Was die offiziellen Dokumente sagen#

In der MCP-Dokumentation wird die Registry als Vorschaudienst beschrieben, der von vertrauenswürdigen Mitwirkenden des Ökosystems unterstützt wird. Speichert standardisierte Metadaten wie Servernamen, Ausführungsanweisungen, Beschreibungen und Funktionen.

Primärquellen:

Warum Aufzeichnungen wichtig sind#

| Keine Registrierung | Mit Anmeldung |

Die Erkennung hängt von verstreuten Dokumenten ab
Die Installationsschritte variieren stark
Kapazitätsbewertung ist langsam
Vertrauenssignale sind fragmentiert

Die Registry ersetzt nicht Ihre Dokumentationsseite. Es ergänzt es. Auf einer Seite wird erklärt, warum ein Werkzeug wichtig ist. Registrierungsmetadaten helfen dem Client, sie zu finden und zu konfigurieren.

Wichtige Metadatenfelder#

Die offiziellen Dokumente beschreiben standardisierte Server-Metadaten, darunter:

  • eindeutiger Servername
  • Beschreibung
  • Fähigkeiten
  • Ausführungsanweisungen
  • Installations- und Konfigurationsinformationen
  • Namespace-Verwaltung

Für AEO ist die Lektion umfassender: Wenn eine Maschine entscheiden muss, ob Ihr Dienst nutzbar ist, können die Informationen nicht nur in Marketingtexten enthalten sein.

Registrierung vs. llms.txt vs. Agentenkarten#

| Artefakt | Das Beste für |

MCP-Protokolleintrag
llms.txt
Agentenkarte
OpenAPI- oder MCP-Schema

Der llms.txt-Leitfaden, der Agentenkarten-Leitfaden und der MCP vs.

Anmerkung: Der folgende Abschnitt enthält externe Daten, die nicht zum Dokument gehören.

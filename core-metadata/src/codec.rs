//! Thumbnail encoding
//!
//! [`ThumbnailGenerator`] is the seam the resolver renders through; the
//! desktop default decodes with the `image` crate.

use crate::error::{MetadataError, Result};
use async_trait::async_trait;
use bridge_traits::storage::FileSystemAccess;
use bytes::Bytes;
use core_runtime::config::ThumbnailDimensions;
use image::{DynamicImage, ImageFormat};
use std::io::Cursor;
use std::path::Path;
use std::sync::Arc;
use tracing::debug;

/// Renders thumbnail bytes from an image on disk.
#[async_trait]
pub trait ThumbnailGenerator: Send + Sync {
    /// Fit `source` inside `dimensions`, or the full-size bounds when `None`.
    async fn generate(
        &self,
        source: &Path,
        dimensions: Option<ThumbnailDimensions>,
    ) -> Result<Bytes>;
}

/// `image`-backed generator.
///
/// Produces JPEG, or PNG when the source has an alpha channel. Images that
/// already fit are re-encoded without upscaling.
pub struct ImageThumbnailGenerator {
    fs: Arc<dyn FileSystemAccess>,
}

impl ImageThumbnailGenerator {
    pub fn new(fs: Arc<dyn FileSystemAccess>) -> Self {
        Self { fs }
    }
}

#[async_trait]
impl ThumbnailGenerator for ImageThumbnailGenerator {
    async fn generate(
        &self,
        source: &Path,
        dimensions: Option<ThumbnailDimensions>,
    ) -> Result<Bytes> {
        let data = self.fs.read_file(source).await?;
        let dimensions = dimensions.unwrap_or_default();
        render_thumbnail(&data, dimensions)
    }
}

/// Decode, shrink to fit and re-encode.
pub fn render_thumbnail(data: &[u8], dimensions: ThumbnailDimensions) -> Result<Bytes> {
    let img = image::load_from_memory(data).map_err(|e| MetadataError::ImageProcessing {
        message: format!("Failed to load image: {}", e),
    })?;

    let fitted = if img.width() > dimensions.width || img.height() > dimensions.height {
        img.thumbnail(dimensions.width, dimensions.height)
    } else {
        img
    };

    let (encoded, format) = if fitted.color().has_alpha() {
        (fitted, ImageFormat::Png)
    } else {
        (DynamicImage::ImageRgb8(fitted.to_rgb8()), ImageFormat::Jpeg)
    };

    let mut buffer = Vec::new();
    encoded
        .write_to(&mut Cursor::new(&mut buffer), format)
        .map_err(|e| MetadataError::ImageProcessing {
            message: format!("Failed to encode thumbnail: {}", e),
        })?;

    debug!(
        width = encoded.width(),
        height = encoded.height(),
        ?format,
        size = buffer.len(),
        "Rendered thumbnail"
    );

    Ok(Bytes::from(buffer))
}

API-Leitfaden decken die benachbarten Ebenen ab.

Was sollten Server-Redakteure vorbereiten?#

Vor der Veröffentlichung in einer Registrierung:

  1. Schreiben Sie eine klare Beschreibung
  2. Fähigkeiten genau definieren Drittens Dokumentauthentifizierung und Umgebungsvariablen.
  3. Stellen Sie sichere Installationsanweisungen bereit
  4. Halten Sie die Versionen auf dem neuesten Stand
  5. Link zu kanonischen Dokumenten
  6. Stellen Sie genügend Metadaten zur Auswertung bereit, ohne es zu übertreiben. Vage Metadaten sind kein Entdeckungsvorteil. Es ist ein Zeichen der Ausgrenzung.

Status- und Risikovorschau#

Aus MCP-Dokumenten geht hervor, dass sich die Registry in der Vorschau befindet und sich vor der allgemeinen Verfügbarkeit ändern kann. Das bedeutet, dass Teams es nutzen, daraus lernen und hartcodierte Annahmen vermeiden sollten, deren Rückgängigmachung später kostspielig wäre.

Auch hier ist der MCP-Autorisierungsleitfaden wichtig: Die Erkennung sollte niemals die Zugriffskontrolle überwinden.

Häufig gestellte Fragen#

Ist die MCP-Registrierung für die Produktion bereit?Offizielle Dokumente beschreiben es derzeit als Vorschau, mit möglichen größeren Änderungen oder Zurücksetzungen vor der allgemeinen Verfügbarkeit.#

Garantiert die Auflistung eines Servers die Qualität?#

Nein. Metadaten verbessern die Auffindbarkeit, aber Verbraucher müssen dennoch die Angemessenheit und Sicherheit bewerten.

Ist die Registrierung dasselbe wie ein Marktplatz?#

Nicht ganz. Offizielle Dokumente stellen es als zentralisiertes Metadaten-Repository dar, das nachgelagerte Märkte nutzen können.

Warum ist das für AEOs wichtig?#

Denn die maschinelle Erkennung verlagert sich von der Seitenanalyse hin zu expliziten Protokollen, Manifesten und Funktionsmetadaten.

Fazit#

Die MCP-Registrierung ist weniger wichtig, weil heute jeder Server vorhanden sein muss, sondern vielmehr, weil sie zeigt, wohin sich die Agentenerkennung entwickelt: von der verwirrenden Webinterpretation bis hin zu expliziten maschinenlesbaren Inventaren.